Thursday, March 30, 2006

Smartboard Resources
Might have posted this before. Here are links to a decent number of learning interactives and resources. Several links are bad; it might be worth doing a little sleuthing to get the correct links on our Wiki.

For fun and education, try Building A Sod House.

Wednesday, March 29, 2006

Ruby On Rails Goes 1.1 Slashdot
Seemingly lots and lots of cool improvements.

Tuesday, March 28, 2006

E3 2006: Home
Missed GDC 2006? How about E3 2006?
Game Developers Conference 2006
Did anyone make it to GDC 2006 or GDC Mobile? There were almost four dozen sessions on mobile games alone; hundreds of speakers and sessions overall.

Monday, March 27, 2006

Order in the Court: An Electronic Field Trip from Colonial Williamsburg
Here we have the type of interactive we'd like to see much more of.
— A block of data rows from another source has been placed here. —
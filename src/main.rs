use std::sync::Arc;

use price_alerts::{
    config,
    logging,
    routes,
    services::{
        alert_monitor::spawn_price_alert_monitor,
        notifications::{BroadcastNotifier, TracingAnalytics},
        price_fetcher::WikiPricesClient,
        storage::FileStorage,
    },
    AlertEngine, AppState,
};

#[tokio::main]
async fn main() -> price_alerts::Result<()> {
    logging::init_tracing();

    let settings = config::load();

    let fetcher = WikiPricesClient::new(
        &settings.prices_api_base,
        &settings.prices_user_agent,
        settings.http_timeout,
    )?;
    let storage = FileStorage::open(&settings.storage_path);
    tracing::info!("alert storage at {}", storage.path().display());

    let (events_tx, _events_rx) = tokio::sync::broadcast::channel(64);
    let notifier = BroadcastNotifier::new(events_tx.clone());

    let engine = AlertEngine::builder(Arc::new(fetcher), Arc::new(storage), Arc::new(notifier))
        .analytics(Arc::new(TracingAnalytics))
        .consent(settings.storage_consent)
        .build();

    let monitor = spawn_price_alert_monitor(engine.clone(), settings.check_interval);

    let addr = settings.socket_addr()?;
    let state = AppState {
        engine,
        settings,
        events_tx,
    };
    let app = routes::app(state);

    tracing::info!("listening on http://{}", addr);
    let listener = routes::bind(addr).await?;
    axum::serve(listener, app)
        .with_graceful_shutdown(async {
            let _ = tokio::signal::ctrl_c().await;
            tracing::info!("shutting down");
        })
        .await?;

    monitor.abort();
    Ok(())
}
Why?
1) It involves people. History education has become a littany of themes and concepts - boring.
2) It tells stories. You hear each participant's side, and you learn about each one.
3) It requires students to make choices.
4) It reflects big issues, but gets students involved in the lives of everyday people.
If you can find the context page for this interactive, let us know. Younger students would be interested in learning about what a hogshead is and should maidens be dunked for singing bawdy songs. Older students should engage in more discussion of the evolution of civil rights - and the obligations of all of us to work with the laws of the day.

Pedagogical qusetions: Is reading ok for an interactive? Or would sound be much more preferable? Do students get enough feedback and reward to keep them interested? Are we getting enough reinforcement of exactly when and where this occurred? What else could be added to allow students to learn more of the settings and laws of the day?

Friday, March 24, 2006

United States Senator - Lamar Alexander: "American History and Civics Act of 2003"
Yesterday, we had a fine lunch with Senator Lamar Alexander and 93 Ashbrook Scholars, and talked about Keeping the Teaching of American History in its Rightful Place in Our Schools.

Senator Alexander is a remarkable man - you may recall he ran for President; he was Governor of Tennesee, and was also U.S. Secretary of Education, and President of the University of Tennesee.

You may recall that the U.S. Senate actually held hearings on the poor state of History Education in the land. Sen. Alexander sponsored (with Sen. Reid and later others) S504, the American History and Civics Act of 2003. It passed, and the USG will spend $100 million by 2008 to improve the teaching of civics and history. Among the initiatives IS Presidential Academy for American History and Civics - which Alexander announced yesterday.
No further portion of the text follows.